## doc.brown one year ago The limit as x -> 1

1. doc.brown

$\frac{\sqrt{2}(\sqrt{x+1}-\sqrt{2})(x^2-9)}{x^2+2x-3}$$\frac{\sqrt{2}(\sqrt{x+1}-\sqrt{2})(x+3)(x-3)}{(x+3)(x-1)}$$\frac{\sqrt{2}(\sqrt{x+1}-\sqrt{2})(x-3)}{(x-1)}$

2. doc.brown

I've got 1-1 on the bottom, which is total garbage.

3. anonymous

Was the first one the original limit and the next few are your steps?

4. doc.brown

Yes

5. anonymous

Ok. You may have gotten 0 again in the denominator, but you also got 0 in the numerator, so you can still work with it.
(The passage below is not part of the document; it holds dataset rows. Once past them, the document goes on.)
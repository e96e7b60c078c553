//! Per-item upvote aggregation.
//!
//! An item's score is the base score of its content plus the contribution of
//! every node on every page of its nested connections. The first page of each
//! connection arrives embedded in the project item list; further pages are
//! fetched by re-querying the item with advanced inner cursors until every
//! connection is exhausted.

use crate::github::cursor::InnerCursorSet;
use crate::github::error::UpvoteError;
use crate::github::gateway::ProjectGateway;
use crate::github::locator::ProjectItemId;
use crate::github::models::{ProjectItem, SkipReason};
use crate::github::rate_limit::RateLimitGovernor;

/// A computed score together with the value currently stored on the item.
#[derive(Debug, Clone, PartialEq)]
pub struct ItemScore {
    /// Item the score belongs to.
    pub item_id: ProjectItemId,
    /// Freshly computed score.
    pub score: u64,
    /// Value of the upvote field before this run, if set.
    pub previous: Option<f64>,
}

impl ItemScore {
    /// Returns true when the stored value already equals the score.
    #[must_use]
    pub fn is_unchanged(&self) -> bool {
        let Some(previous) = self.previous else {
            return false;
        };
        u32::try_from(self.score)
            .map(f64::from)
            .is_ok_and(|score| previous.partial_cmp(&score) == Some(std::cmp::Ordering::Equal))
    }
}

/// Result of aggregating a single project item.
#[derive(Debug, Clone, PartialEq)]
pub enum ItemOutcome {
    /// The item is not eligible for scoring.
    Skipped {
        /// Item that was skipped.
        item_id: ProjectItemId,
        /// Why it was skipped.
        reason: SkipReason,
    },
    /// The item was scored.
    Scored(ItemScore),
}

/// Computes the outcome for `item`, paging nested connections as needed.
///
/// # Errors
///
/// Returns the first gateway error, or [`UpvoteError::UnresolvableContent`]
/// when the item's content does not match its type.
pub async fn aggregate<G>(
    gateway: &G,
    governor: &RateLimitGovernor,
    item: &ProjectItem,
) -> Result<ItemOutcome, UpvoteError>
where
    G: ProjectGateway + ?Sized,
{
    if let Some(reason) = item.skip_reason()? {
        return Ok(ItemOutcome::Skipped {
            item_id: item.id.clone(),
            reason,
        });
    }

    let content = item.resolve()?;
    let mut cursors = InnerCursorSet::default();
    let mut score = content
        .base_score()
        .saturating_add(cursors.absorb(&content.connection_pages())?);

    while cursors.has_pending() {
        tracing::debug!(item = %item.id, ?cursors, "fetching further connection pages");
        let page = gateway.project_item(&item.id, &cursors).await?;
        governor.observe(page.rate_limit);
        let refreshed = page.item.resolve()?;
        score = score.saturating_add(cursors.absorb(&refreshed.connection_pages())?);
    }

    Ok(ItemOutcome::Scored(ItemScore {
        item_id: item.id.clone(),
        score,
        previous: item.current_upvotes(),
    }))
}
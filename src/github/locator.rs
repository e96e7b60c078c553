//! Identity wrappers for the project being scored.

use std::fmt;

use url::Url;

use super::error::UpvoteError;

/// Default endpoint for github.com.
pub const DEFAULT_API_BASE: &str = "https://api.github.com";

/// Organisation login wrapper to avoid stringly typed parameters.
#[derive(Debug, Clone, PartialEq, Eq)]
pub struct OrganizationLogin(String);

impl OrganizationLogin {
    /// Validates that the login is non-empty after trimming.
    ///
    /// # Errors
    ///
    /// Returns [`UpvoteError::Configuration`] when the login is blank.
    pub fn new(value: &str) -> Result<Self, UpvoteError> {
        let trimmed = value.trim();
        if trimmed.is_empty() {
            return Err(UpvoteError::Configuration {
                message: "organization login must not be blank".to_owned(),
            });
        }
        Ok(Self(trimmed.to_owned()))
    }

    /// Borrow the login value.
    #[must_use]
    pub const fn as_str(&self) -> &str {
        self.0.as_str()
    }
}

/// Project (v2) number within an organisation.
#[derive(Debug, Clone, Copy, PartialEq, Eq)]
pub struct ProjectNumber(u32);

impl ProjectNumber {
    /// Validates that the project number is positive.
    ///
    /// # Errors
    ///
    /// Returns [`UpvoteError::Configuration`] when the number is zero.
    pub fn new(value: u32) -> Result<Self, UpvoteError> {
        if value == 0 {
            return Err(UpvoteError::Configuration {
                message: "project number must be a positive integer".to_owned(),
            });
        }
        Ok(Self(value))
    }

    /// Returns the numeric value.
    #[must_use]
    pub const fn get(self) -> u32 {
        self.0
    }
}

macro_rules! node_id {
    ($(#[$meta:meta])* $name:ident) => {
        $(#[$meta])*
        #[derive(Debug, Clone, PartialEq, Eq, Hash, serde::Serialize, serde::Deserialize)]
        #[serde(transparent)]
        pub struct $name(String);

        impl $name {
            /// Wraps a GraphQL node identifier.
            #[must_use]
            pub fn new(value: impl Into<String>) -> Self {
                Self(value.into())
            }

            /// Borrow the identifier.
            #[must_use]
            pub const fn as_str(&self) -> &str {
                self.0.as_str()
            }
        }

        impl fmt::Display for $name {
            fn fmt(&self, formatter: &mut fmt::Formatter<'_>) -> fmt::Result {
                formatter.write_str(&self.0)
            }
        }
    };
}

node_id!(
    /// GraphQL node identifier of a Project (v2).
    ProjectId
);
node_id!(
    /// GraphQL node identifier of a Project (v2) custom field.
    FieldId
);
node_id!(
    /// GraphQL node identifier of a Project (v2) item.
    ProjectItemId
);

/// Personal access token wrapper enforcing presence.
#[derive(Debug, Clone, PartialEq, Eq)]
pub struct PersonalAccessToken(String);

impl PersonalAccessToken {
    /// Validates that the token is non-empty and trims whitespace.
    ///
    /// # Errors
    ///
    /// Returns `UpvoteError::MissingToken` when the supplied string is blank.
    pub fn new(token: impl AsRef<str>) -> Result<Self, UpvoteError> {
        let trimmed = token.as_ref().trim();
        if trimmed.is_empty() {
            return Err(UpvoteError::MissingToken);
        }
        Ok(Self(trimmed.to_owned()))
    }

    /// Borrow the token value.
    #[must_use]
    pub const fn value(&self) -> &str {
        self.0.as_str()
    }
}

impl AsRef<str> for PersonalAccessToken {
    fn as_ref(&self) -> &str {
        self.value()
    }
}

/// Normalises a configured API base, mapping the github.com web host onto
/// its API host.
fn normalise_api_base(input: &str) -> Result<Url, UpvoteError> {
    let parsed = Url::parse(input).map_err(|error| UpvoteError::InvalidUrl(error.to_string()))?;
    let host = parsed
        .host_str()
        .ok_or_else(|| UpvoteError::InvalidUrl("URL must include a host".to_owned()))?;

    if host.eq_ignore_ascii_case("github.com") {
        return Url::parse(DEFAULT_API_BASE)
            .map_err(|error| UpvoteError::InvalidUrl(error.to_string()));
    }
    Ok(parsed)
}

/// The organisation project targeted by a run, plus the API base to reach it.
#[derive(Debug, Clone, PartialEq, Eq)]
pub struct ProjectLocator {
    api_base: Url,
    organization: OrganizationLogin,
    number: ProjectNumber,
}

impl ProjectLocator {
    /// Builds a locator from validated parts and a raw API base URL.
    ///
    /// # Errors
    ///
    /// Returns [`UpvoteError::InvalidUrl`] when the API base cannot be parsed.
    pub fn new(
        api_base: &str,
        organization: OrganizationLogin,
        number: ProjectNumber,
    ) -> Result<Self, UpvoteError> {
        Ok(Self {
            api_base: normalise_api_base(api_base)?,
            organization,
            number,
        })
    }

    /// API base URL the GraphQL endpoint hangs off.
    #[must_use]
    pub const fn api_base(&self) -> &Url {
        &self.api_base
    }

    /// Organisation owning the project.
    #[must_use]
    pub const fn organization(&self) -> &OrganizationLogin {
        &self.organization
    }

    /// Project number within the organisation.
    #[must_use]
    pub const fn number(&self) -> ProjectNumber {
        self.number
    }
}
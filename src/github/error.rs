//! Error types exposed by the GitHub project layer.

use thiserror::Error;

/// Errors surfaced while configuring a run or communicating with GitHub.
#[derive(Debug, Clone, Error, PartialEq, Eq)]
pub enum UpvoteError {
    /// The authentication token was missing.
    #[error("personal access token is required")]
    MissingToken,

    /// Configuration could not be loaded or is incomplete.
    #[error("configuration error: {message}")]
    Configuration {
        /// Details about the configuration failure.
        message: String,
    },

    /// The provided API base URL could not be parsed.
    #[error("API base URL is invalid: {0}")]
    InvalidUrl(String),

    /// The authentication token was rejected by GitHub.
    #[error("GitHub rejected the token: {message}")]
    Authentication {
        /// GitHub error message returned with the 401/403 response.
        message: String,
    },

    /// GitHub returned a non-authentication API error.
    #[error("GitHub API error: {message}")]
    Api {
        /// Response body from GitHub describing the failure.
        message: String,
    },

    /// Networking failed while calling GitHub.
    #[error("network error talking to GitHub: {message}")]
    Network {
        /// Transport-level error detail.
        message: String,
    },

    /// The GraphQL endpoint answered with one or more errors.
    #[error("GraphQL {operation} failed: {}", messages.join("; "))]
    GraphQl {
        /// Name of the query or mutation that failed.
        operation: String,
        /// Error messages reported in the response body.
        messages: Vec<String>,
    },

    /// GitHub refused the request because the rate limit is exhausted.
    #[error("GitHub API rate limit exceeded: {message}")]
    RateLimitExceeded {
        /// Error message from GitHub.
        message: String,
    },

    /// The response did not match the expected shape.
    #[error("unexpected response to {operation}: {message}")]
    MalformedResponse {
        /// Name of the query or mutation that was executed.
        operation: String,
        /// What was missing or invalid.
        message: String,
    },

    /// A project item's content could not be matched to its type tag.
    #[error("project item {item_id} of type {item_type} has no matching Issue or PullRequest content")]
    UnresolvableContent {
        /// Identifier of the offending project item.
        item_id: String,
        /// The item type reported by GitHub.
        item_type: String,
    },

    /// A concurrent scoring task died before reporting its result.
    #[error("scoring task failed: {message}")]
    Task {
        /// Join or channel failure detail.
        message: String,
    },

    /// Local I/O operation failed.
    #[error("I/O error: {message}")]
    Io {
        /// Error detail from the underlying I/O operation.
        message: String,
    },
}
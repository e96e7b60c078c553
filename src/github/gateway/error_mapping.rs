//! Error mapping helpers for the Octocrab GraphQL gateway.

use http::StatusCode;
use serde::Deserialize;

use crate::github::error::UpvoteError;

/// GraphQL error `type` GitHub reports when the point budget is spent.
const RATE_LIMITED: &str = "RATE_LIMITED";

/// Checks if a GitHub error status indicates an authentication failure.
pub(super) const fn is_auth_failure(status: StatusCode) -> bool {
    matches!(status, StatusCode::UNAUTHORIZED | StatusCode::FORBIDDEN)
}

/// Checks if an octocrab error represents a network/transport issue.
pub(super) const fn is_network_error(error: &octocrab::Error) -> bool {
    matches!(
        error,
        octocrab::Error::Http { .. }
            | octocrab::Error::Hyper { .. }
            | octocrab::Error::Service { .. }
    )
}

/// Checks whether the GitHub error represents a rate limit error based on the
/// HTTP status and message / documentation URL content.
pub(super) fn is_rate_limit_error(source: &octocrab::GitHubError) -> bool {
    let is_rate_limit_status = matches!(
        source.status_code,
        StatusCode::FORBIDDEN | StatusCode::TOO_MANY_REQUESTS
    );

    let message_indicates_rate_limit = source.message.to_lowercase().contains("rate limit")
        || source
            .documentation_url
            .as_deref()
            .is_some_and(|url| url.contains("rate-limit"));

    is_rate_limit_status && message_indicates_rate_limit
}

pub(super) fn map_octocrab_error(operation: &str, error: &octocrab::Error) -> UpvoteError {
    if let octocrab::Error::GitHub { source, .. } = error {
        let status = source.status_code;
        let message = &source.message;
        if is_rate_limit_error(source) {
            return UpvoteError::RateLimitExceeded {
                message: format!("{operation}: {message}"),
            };
        }
        return if is_auth_failure(status) {
            UpvoteError::Authentication {
                message: format!("{operation} failed: GitHub returned {status} {message}"),
            }
        } else {
            UpvoteError::Api {
                message: format!("{operation} failed with status {status}: {message}"),
            }
        };
    }

    if is_network_error(error) {
        return UpvoteError::Network {
            message: format!("{operation} failed: {error}"),
        };
    }

    if matches!(
        error,
        octocrab::Error::Serde { .. } | octocrab::Error::Json { .. }
    ) {
        return UpvoteError::MalformedResponse {
            operation: operation.to_owned(),
            message: error.to_string(),
        };
    }

    UpvoteError::Api {
        message: format!("{operation} failed: {error}"),
    }
}

/// A single entry of a GraphQL `errors` array.
#[derive(Debug, Deserialize)]
pub(super) struct GraphQlErrorEntry {
    message: String,
    #[serde(rename = "type", default)]
    error_type: Option<String>,
}

/// Standard GraphQL response body: data, errors, or both.
#[derive(Debug, Deserialize)]
pub(super) struct GraphQlEnvelope<T> {
    data: Option<T>,
    #[serde(default)]
    errors: Vec<GraphQlErrorEntry>,
}

impl<T> GraphQlEnvelope<T> {
    /// Unwraps the payload, treating any reported error as fatal.
    ///
    /// Partial data alongside errors is discarded; scoring from a partially
    /// resolved item would under-count.
    pub(super) fn into_data(self, operation: &str) -> Result<T, UpvoteError> {
        if !self.errors.is_empty() {
            return Err(map_graphql_errors(operation, self.errors));
        }
        self.data.ok_or_else(|| UpvoteError::MalformedResponse {
            operation: operation.to_owned(),
            message: "response carried neither data nor errors".to_owned(),
        })
    }
}

fn map_graphql_errors(operation: &str, errors: Vec<GraphQlErrorEntry>) -> UpvoteError {
    let rate_limited = errors
        .iter()
        .any(|entry| entry.error_type.as_deref() == Some(RATE_LIMITED));
    let messages: Vec<String> = errors.into_iter().map(|entry| entry.message).collect();

    if rate_limited {
        UpvoteError::RateLimitExceeded {
            message: format!("{operation}: {}", messages.join("; ")),
        }
    } else {
        UpvoteError::GraphQl {
            operation: operation.to_owned(),
            messages,
        }
    }
}
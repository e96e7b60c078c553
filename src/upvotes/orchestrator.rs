//! Concurrent scoring of the items on one page.
//!
//! One task per eligible item runs the aggregator inside a [`JoinSet`].
//! Scores flow through a bounded channel to a single consumer that writes
//! them sequentially, so mutations never run in parallel. The first task
//! error aborts the remaining tasks of the page.

use std::sync::Arc;

use tokio::sync::mpsc;
use tokio::task::JoinSet;

use crate::github::error::UpvoteError;
use crate::github::gateway::{FieldMutationGateway, ProjectGateway};
use crate::github::models::ProjectItem;
use crate::github::rate_limit::RateLimitGovernor;

use super::aggregator::{ItemOutcome, aggregate};
use super::mutator::Mutator;
use super::walker::{PageProgress, RunCounters, apply_outcome};

/// Scores `items` concurrently and writes the results in arrival order.
///
/// Workers are only admitted when the budget covers every eligible item of
/// the page. Skipped items are recorded without spawning a task, once the
/// page has been admitted.
pub(crate) async fn process_page<G, M>(
    gateway: &Arc<G>,
    governor: &Arc<RateLimitGovernor>,
    mutator: &Mutator<M>,
    items: Vec<ProjectItem>,
    counters: &mut RunCounters,
) -> Result<PageProgress, UpvoteError>
where
    G: ProjectGateway + 'static,
    M: FieldMutationGateway + ?Sized,
{
    let mut skipped = Vec::new();
    let mut eligible = Vec::with_capacity(items.len());
    for item in items {
        let Some(reason) = item.skip_reason()? else {
            eligible.push(item);
            continue;
        };
        skipped.push(ItemOutcome::Skipped {
            item_id: item.id,
            reason,
        });
    }

    // A halted page is retried in full, so nothing on it is recorded yet.
    let in_flight = u64::try_from(eligible.len()).unwrap_or(u64::MAX);
    if !eligible.is_empty() && governor.should_halt(in_flight) {
        return Ok(PageProgress::Halted);
    }

    for outcome in &skipped {
        let write = apply_outcome(mutator, outcome).await?;
        counters.record(outcome, write);
    }
    if eligible.is_empty() {
        return Ok(PageProgress::Completed);
    }

    let (sender, receiver) = mpsc::channel(eligible.len());
    let mut tasks = JoinSet::new();
    for item in eligible {
        let task_gateway = Arc::clone(gateway);
        let task_governor = Arc::clone(governor);
        let task_sender = sender.clone();
        tasks.spawn(async move {
            let outcome = aggregate(task_gateway.as_ref(), &task_governor, &item).await?;
            task_sender
                .send(outcome)
                .await
                .map_err(|error| UpvoteError::Task {
                    message: format!("score consumer stopped: {error}"),
                })
        });
    }
    drop(sender);

    tokio::try_join!(supervise(tasks), consume(mutator, receiver, counters))?;
    Ok(PageProgress::Completed)
}

/// Waits for every worker, aborting the rest on the first failure.
async fn supervise(mut tasks: JoinSet<Result<(), UpvoteError>>) -> Result<(), UpvoteError> {
    while let Some(joined) = tasks.join_next().await {
        let result = joined.map_err(|error| UpvoteError::Task {
            message: error.to_string(),
        });
        if let Err(error) = result.and_then(|finished| finished) {
            tasks.abort_all();
            return Err(error);
        }
    }
    Ok(())
}

async fn consume<M>(
    mutator: &Mutator<M>,
    mut receiver: mpsc::Receiver<ItemOutcome>,
    counters: &mut RunCounters,
) -> Result<(), UpvoteError>
where
    M: FieldMutationGateway + ?Sized,
{
    while let Some(outcome) = receiver.recv().await {
        let write = apply_outcome(mutator, &outcome).await?;
        counters.record(&outcome, write);
    }
    Ok(())
}
//! CLI entrypoint: score a project's items and publish the resume cursor.

use std::io::{self, Write};
use std::process::ExitCode;
use std::sync::Arc;

use github_upvotes::github::gateway::ProjectGateway;
use github_upvotes::github::rate_limit::RateLimitGovernor;
use github_upvotes::logging::init_tracing;
use github_upvotes::output::write_cursor;
use github_upvotes::telemetry::{
    JsonlTelemetrySink, NoopTelemetrySink, TelemetryEvent, TelemetrySink,
};
use github_upvotes::upvotes::{Mutator, WriteTarget};
use github_upvotes::{OctocrabProjectGateway, RunReport, UpvoteError, UpvotesConfig, Walker};
use ortho_config::OrthoConfig;

#[tokio::main]
async fn main() -> ExitCode {
    let config = match load_config() {
        Ok(config) => config,
        Err(error) => {
            // Tracing is not initialised before the configuration is known.
            let _ignored = writeln!(io::stderr().lock(), "{error}");
            return ExitCode::FAILURE;
        }
    };
    init_tracing(config.verbose);

    match run(&config).await {
        Ok(report) if report.outcome.is_success() => ExitCode::SUCCESS,
        Ok(_) => ExitCode::FAILURE,
        Err(error) => {
            tracing::error!(%error, "upvote run aborted");
            ExitCode::FAILURE
        }
    }
}

async fn run(config: &UpvotesConfig) -> Result<RunReport, UpvoteError> {
    config.validate()?;
    let token = config.resolve_token()?;
    let locator = config.locator()?;

    let gateway = Arc::new(OctocrabProjectGateway::for_token(
        &token,
        &locator,
        config.field_name(),
    )?);
    let governor = Arc::new(RateLimitGovernor::new(config.reserve_floor));
    let mutator = build_mutator(config, &gateway, &governor).await?;

    tracing::info!(
        organization = locator.organization().as_str(),
        project = locator.number().get(),
        field = config.field_name(),
        write = config.write,
        concurrency = config.concurrency,
        "starting upvote run"
    );
    let walker = Walker::new(
        gateway,
        mutator,
        Arc::clone(&governor),
        config.run_settings(),
    );
    let report = walker.run().await;

    publish_cursor(config, &report)?;
    telemetry_sink(config).record(TelemetryEvent::from(&report));
    Ok(report)
}

/// Loads configuration from CLI, environment, and files.
///
/// # Errors
///
/// Returns [`UpvoteError::Configuration`] when ortho-config fails to parse
/// arguments or load configuration files.
fn load_config() -> Result<UpvotesConfig, UpvoteError> {
    UpvotesConfig::load().map_err(|error| UpvoteError::Configuration {
        message: error.to_string(),
    })
}

/// Resolves the write target, looking up ids that were not configured.
async fn build_mutator(
    config: &UpvotesConfig,
    gateway: &Arc<OctocrabProjectGateway>,
    governor: &Arc<RateLimitGovernor>,
) -> Result<Mutator<OctocrabProjectGateway>, UpvoteError> {
    if !config.write {
        tracing::info!("dry run: scores will be logged but not written");
        return Ok(Mutator::dry_run(Arc::clone(governor)));
    }

    let target = match (config.project_id(), config.field_id()) {
        (Some(project_id), Some(field_id)) => WriteTarget {
            project_id,
            field_id,
        },
        (configured_project, configured_field) => {
            let metadata = gateway.project_metadata().await?;
            governor.observe(metadata.rate_limit);
            let field_id = configured_field.or(metadata.field_id).ok_or_else(|| {
                UpvoteError::Configuration {
                    message: format!(
                        "project has no number field named '{}'",
                        config.field_name()
                    ),
                }
            })?;
            WriteTarget {
                project_id: configured_project.unwrap_or(metadata.project_id),
                field_id,
            }
        }
    };
    tracing::debug!(
        project = %target.project_id,
        field = %target.field_id,
        "resolved write target"
    );

    Ok(Mutator::live(
        Arc::clone(gateway),
        target,
        Arc::clone(governor),
        config.mutation_delay(),
    ))
}

fn publish_cursor(config: &UpvotesConfig, report: &RunReport) -> Result<(), UpvoteError> {
    tracing::info!(
        cursor = report.cursor.output_value(),
        outcome = report.outcome.as_str(),
        scored = report.counters.scored,
        skipped = report.counters.skipped,
        written = report.counters.written,
        rate_limit_cost = report.rate_limit_cost,
        "run finished"
    );
    config
        .output_path()
        .map_or(Ok(()), |path| write_cursor(&path, &report.cursor))
}

fn telemetry_sink(config: &UpvotesConfig) -> Box<dyn TelemetrySink> {
    if config.verbose {
        Box::new(JsonlTelemetrySink::stderr())
    } else {
        Box::new(NoopTelemetrySink)
    }
}
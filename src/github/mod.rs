//! GitHub Projects (v2) access over GraphQL.
//!
//! This module wraps Octocrab to read project items with their nested
//! discussion connections, track the API point budget, and write scores back
//! to a number field. Errors are mapped into user-facing variants so callers
//! can surface precise failures without exposing Octocrab internals.

pub mod cursor;
pub mod error;
pub mod gateway;
pub mod locator;
pub mod models;
pub mod pagination;
pub mod rate_limit;

pub use cursor::{InnerCursorSet, OuterCursor};
pub use error::UpvoteError;
pub use gateway::{FieldMutationGateway, FieldUpdate, OctocrabProjectGateway, ProjectGateway};
pub use locator::{
    DEFAULT_API_BASE, FieldId, OrganizationLogin, PersonalAccessToken, ProjectId, ProjectItemId,
    ProjectLocator, ProjectNumber,
};
pub use models::{ProjectItem, ProjectItemPage, ProjectItemsPage, ProjectMetadata, SkipReason};
pub use rate_limit::{RateLimit, RateLimitGovernor};

#[cfg(test)]
pub use gateway::{MockFieldMutationGateway, MockProjectGateway};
Try multiplying by $\frac{\sqrt{x+1}+\sqrt{2}}{\sqrt{x+1}+\sqrt{2}}$and see if anything cancels.

6. anonymous

consider $$x^2+2x-3=x^2+2x+1-4=(x+1)^2-2^2\\\qquad\qquad\quad=((x+1)-2)(x+3)\\\qquad\qquad\quad=(\sqrt{x+1}-\sqrt2)(\sqrt{x+1}+\sqrt2)(x+3)$$$$\frac{\sqrt{2}(\sqrt{x+1}-\sqrt{2})(x^2-9)}{x^2+2x-3}=\frac{\sqrt2(\sqrt{x+1}-\sqrt2)(x+3)(x-3)}{(\sqrt{x+1}-\sqrt2)(\sqrt{x+1}+\sqrt2)(x+3)}\\\qquad\qquad\qquad\qquad\qquad\qquad=\frac{\sqrt2(x-3)}{\sqrt{x+1}+\sqrt2}$$

7. anonymous

so as $$x\to1$$ we get $$\sqrt2(-2)/(2\sqrt2)=-1$$